Why MPEG2 and not MPEG4?
Urgh?
The single CCD is 1/3" true 16x9 with 1290x880 native resolution.
I don't know about you, but there's no way I'd shell out $2500 - $3500 for a camera with only a SINGLE ccd. I'm sure the resolution's great, but I'll take an XL-1 over this thing anyday.
Remember: an HDTV camcorder is useless without an HDTV.
With digital cameras at regular stores with resolution over 5 megapixel it makes you wonder why it took so long to produce.
Actually, no. It's a different thing to make a camera that can take stills and one that can do continuous video. The size of the CCD is not the issue. The speed of the CCD, the processing power of the underlying electronics, and the storage density with it's associated problems is why this is an engineering challenge.
mpeg2 is used for DVDs, mpeg4 is not and costs more to license. Same reason why many game developers are not using mpeg3 for sound anymore - licenses brother.

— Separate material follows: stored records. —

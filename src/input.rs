use std::io::{BufRead, Read};

use crate::common::{RatioConstraint, MAX_AMOUNT, MAX_INGREDIENTS, MIN_INGREDIENTS};
use crate::error::InputError;
use crate::solution::Resolution;

/// A fully validated problem instance: the ingredient count and its n - 1
/// ratio constraints.
#[derive(Debug, Clone, PartialEq, Eq)]
pub struct Problem {
    pub ingredient_count: usize,
    pub constraints: Vec<RatioConstraint>,
}

impl Problem {
    pub fn resolve(&self) -> Result<Resolution, InputError> {
        crate::resolve(self.ingredient_count, &self.constraints)
    }
}

/// Reads a problem from whitespace-separated integer tokens: the ingredient
/// count first, then `index1 index2 amount1 amount2` per constraint. Line
/// breaks carry no meaning.
pub fn read_problem<R: BufRead>(mut reader: R) -> Result<Problem, InputError> {
    let mut text = String::new();
    reader.read_to_string(&mut text)?;
    parse_problem(&text)
}

pub fn parse_problem(text: &str) -> Result<Problem, InputError> {
    let mut tokens = text.split_whitespace();
    let ingredient_count = next_usize(&mut tokens)?;
    if !(MIN_INGREDIENTS..=MAX_INGREDIENTS).contains(&ingredient_count) {
        return Err(InputError::IngredientCountOutOfRange { ingredient_count });
    }
    let mut constraints = Vec::with_capacity(ingredient_count - 1);
    for _ in 0..ingredient_count - 1 {
        let index1 = next_usize(&mut tokens)?;
        let index2 = next_usize(&mut tokens)?;
        let amount1 = next_amount(&mut tokens)?;
        let amount2 = next_amount(&mut tokens)?;
        for index in [index1, index2] {
            if index >= ingredient_count {
                return Err(InputError::IndexOutOfRange {
                    index,
                    ingredient_count,
                });
            }
        }
        constraints.push(RatioConstraint::new(index1, index2, amount1, amount2));
    }
    Ok(Problem {
        ingredient_count,
        constraints,
    })
}

fn next_token<'a, I: Iterator<Item = &'a str>>(tokens: &mut I) -> Result<&'a str, InputError> {
    tokens.next().ok_or(InputError::UnexpectedEnd)
}

fn next_usize<'a, I: Iterator<Item = &'a str>>(tokens: &mut I) -> Result<usize, InputError> {
    let token = next_token(tokens)?;
    token.parse().map_err(|_| InputError::InvalidToken {
        token: token.to_owned(),
    })
}

fn next_amount<'a, I: Iterator<Item = &'a str>>(tokens: &mut I) -> Result<u32, InputError> {
    let token = next_token(tokens)?;
    let amount: i64 = token.parse().map_err(|_| InputError::InvalidToken {
        token: token.to_owned(),
    })?;
    if !(1..=i64::from(MAX_AMOUNT)).contains(&amount) {
        return Err(InputError::AmountOutOfRange { amount });
    }
    Ok(amount as u32)
}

"With digital cameras at regular stores with resolution over 5 megapixel it makes you wonder why it took so long to produce."
Try taking 30 pf those pictures per second, moving them through an MPEG2 encoder and then a moving tape mechanisim.
Anybody know just how "consumers" are to get HD off this thing for editing? Last I heard, capturing true HD required a PCI card that cost over twice as much as this camera. Or is the MPEG-2 compression (which probably sucks, btw) enough to fit it over a standard firewire interface? In any event, some new Codecs are going to be needed before this can be useful for most.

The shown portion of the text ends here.